Task item: The line containing "pub fn is_draining(&self)" marks the end, so write out exactly every line from the top of the entries below through that one.

Source data:
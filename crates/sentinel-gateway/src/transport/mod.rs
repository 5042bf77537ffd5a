//! Transport layer (HTTP/JSON).
//!
//! Governance handlers translate request bodies into engine calls and map
//! `SentinelError` onto HTTP statuses; they hold no state of their own.

pub mod error;
pub mod http;
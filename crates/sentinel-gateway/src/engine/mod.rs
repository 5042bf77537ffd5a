//! Decision engine: rate limit → spend → policy → commit, per identity.
//!
//! Re-exports the engine and its request/settings types so the transport and
//! host process can depend on this module directly.

pub mod identity_lock;
pub mod pipeline;

pub use identity_lock::IdentityLocks;
pub use pipeline::{BudgetStats, CheckRequest, DecisionEngine, EngineLimits, IdentityStats};
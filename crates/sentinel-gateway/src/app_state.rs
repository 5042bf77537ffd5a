//! Shared application state for the sidecar.
//!
//! `bootstrap` turns a validated config into a running engine: policy
//! source, audit sink, spend snapshot restore, and the persistence task.

use std::sync::Arc;
use std::time::Duration;

use sentinel_core::error::Result;

use crate::audit::{AuditRecorder, AuditSink, SqliteAuditStore};
use crate::config::SentinelConfig;
use crate::engine::{DecisionEngine, EngineLimits};
use crate::obs::SentinelMetrics;
use crate::policy::{default_policy, load_or_default, FilePolicySource, PolicySource, StaticPolicySource};
use crate::storage::{restore_usage, JsonFileSnapshotStore, Persistence, SpendSnapshotStore};

#[derive(Clone)]
pub struct AppState {
    inner: Arc<AppStateInner>,
}

struct AppStateInner {
    cfg: SentinelConfig,
    engine: Arc<DecisionEngine>,
    policy_source: Arc<dyn PolicySource>,
}

impl AppState {
    pub fn new(cfg: SentinelConfig, engine: Arc<DecisionEngine>, policy_source: Arc<dyn PolicySource>) -> Self {
        Self {
            inner: Arc::new(AppStateInner {
                cfg,
                engine,
                policy_source,
            }),
        }
    }

    pub fn cfg(&self) -> &SentinelConfig {
        &self.inner.cfg
    }

    pub fn engine(&self) -> &Arc<DecisionEngine> {
        &self.inner.engine
    }

    pub fn policy_source(&self) -> Arc<dyn PolicySource> {
        Arc::clone(&self.inner.policy_source)
    }

    pub fn metrics(&self) -> &Arc<SentinelMetrics> {
        self.inner.engine.metrics()
    }

    pub fn is_draining(&self) -> bool {
        self.metrics().is_draining()
    }

    pub fn metrics_extra(&self) -> Vec<(&'static str, u64)> {
        let tracked = u64::try_from(self.engine().tracked_identities()).unwrap_or(u64::MAX);
        vec![
            ("sentinel_tracked_identities", tracked),
            ("sentinel_audit_dropped_total", self.engine().audit().dropped()),
        ]
    }
}

/// Build the engine and its persistence from `cfg`.
///
/// Must run inside a tokio runtime. Storage problems degrade (memory-only
/// audit, empty spend state) instead of failing startup; only an invalid
/// built-in configuration is an error.
pub async fn bootstrap(cfg: SentinelConfig) -> Result<(AppState, Persistence)> {
    let policy_source: Arc<dyn PolicySource> = match &cfg.policy.path {
        Some(path) => Arc::new(FilePolicySource::new(path)),
        None => Arc::new(StaticPolicySource::new(default_policy())),
    };
    let policy = load_or_default(policy_source.as_ref()).await;

    let audit = Arc::new(open_audit(&cfg));
    let engine = Arc::new(DecisionEngine::new(EngineLimits::from(&cfg), policy, audit)?);

    let store: Arc<dyn SpendSnapshotStore> =
        Arc::new(JsonFileSnapshotStore::new(&cfg.persistence.snapshot_path));
    {
        let engine = Arc::clone(&engine);
        let store = Arc::clone(&store);
        if let Err(e) = tokio::task::spawn_blocking(move || restore_usage(&engine, store.as_ref())).await {
            tracing::warn!(error = %e, "spend snapshot restore task failed; starting empty");
        }
    }

    let persistence = Persistence::start(
        Arc::clone(&engine),
        store,
        Duration::from_secs(cfg.persistence.snapshot_interval_secs),
    );

    tracing::info!(
        default_budget = cfg.budget.default_limit,
        capacity = cfg.rate_limit.capacity,
        refill_per_sec = cfg.rate_limit.refill_per_sec,
        rules = engine.policy().rule_count(),
        "engine ready"
    );
    Ok((AppState::new(cfg, engine, policy_source), persistence))
}

fn open_audit(cfg: &SentinelConfig) -> AuditRecorder {
    let retain = cfg.audit.retain;
    let Some(path) = &cfg.persistence.audit_db_path else {
        return AuditRecorder::in_memory(retain);
    };
    let opened = SqliteAuditStore::open(path).and_then(|store| {
        let sink: Arc<dyn AuditSink> = Arc::new(store);
        AuditRecorder::with_sink(retain, cfg.audit.queue_capacity, sink)
    });
    match opened {
        Ok(recorder) => {
            tracing::info!(%path, "audit store opened");
            recorder
        }
        Err(e) => {
            tracing::warn!(%path, error = %e, "audit store unavailable; keeping audit in memory only");
            AuditRecorder::in_memory(retain)
        }
    }
}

Written response:
filename crates/sentinel-gateway/src/transport/mod.rs
repository 5042bf77537ffd5a
//! Transport layer (HTTP/JSON).
//!
//! Governance handlers translate request bodies into engine calls and map
//! `SentinelError` onto HTTP statuses; they hold no state of their own.

pub mod error;
pub mod http;
filename crates/sentinel-gateway/src/engine/mod.rs
repository 5042bf77537ffd5a
//! Decision engine: rate limit → spend → policy → commit, per identity.
//!
//! Re-exports the engine and its request/settings types so the transport and
//! host process can depend on this module directly.

pub mod identity_lock;
pub mod pipeline;

pub use identity_lock::IdentityLocks;
pub use pipeline::{BudgetStats, CheckRequest, DecisionEngine, EngineLimits, IdentityStats};
filename crates/sentinel-gateway/src/app_state.rs
repository 5042bf77537ffd5a
//! Shared application state for the sidecar.
//!
//! `bootstrap` turns a validated config into a running engine: policy
//! source, audit sink, spend snapshot restore, and the persistence task.

use std::sync::Arc;
use std::time::Duration;

use sentinel_core::error::Result;

use crate::audit::{AuditRecorder, AuditSink, SqliteAuditStore};
use crate::config::SentinelConfig;
use crate::engine::{DecisionEngine, EngineLimits};
use crate::obs::SentinelMetrics;
use crate::policy::{default_policy, load_or_default, FilePolicySource, PolicySource, StaticPolicySource};
use crate::storage::{restore_usage, JsonFileSnapshotStore, Persistence, SpendSnapshotStore};

#[derive(Clone)]
pub struct AppState {
    inner: Arc<AppStateInner>,
}

struct AppStateInner {
    cfg: SentinelConfig,
    engine: Arc<DecisionEngine>,
    policy_source: Arc<dyn PolicySource>,
}

impl AppState {
    pub fn new(cfg: SentinelConfig, engine: Arc<DecisionEngine>, policy_source: Arc<dyn PolicySource>) -> Self {
        Self {
            inner: Arc::new(AppStateInner {
                cfg,
                engine,
                policy_source,
            }),
        }
    }

    pub fn cfg(&self) -> &SentinelConfig {
        &self.inner.cfg
    }

    pub fn engine(&self) -> &Arc<DecisionEngine> {
        &self.inner.engine
    }

    pub fn policy_source(&self) -> Arc<dyn PolicySource> {
        Arc::clone(&self.inner.policy_source)
    }

    pub fn metrics(&self) -> &Arc<SentinelMetrics> {
        self.inner.engine.metrics()
    }

    pub fn is_draining(&self) -> bool {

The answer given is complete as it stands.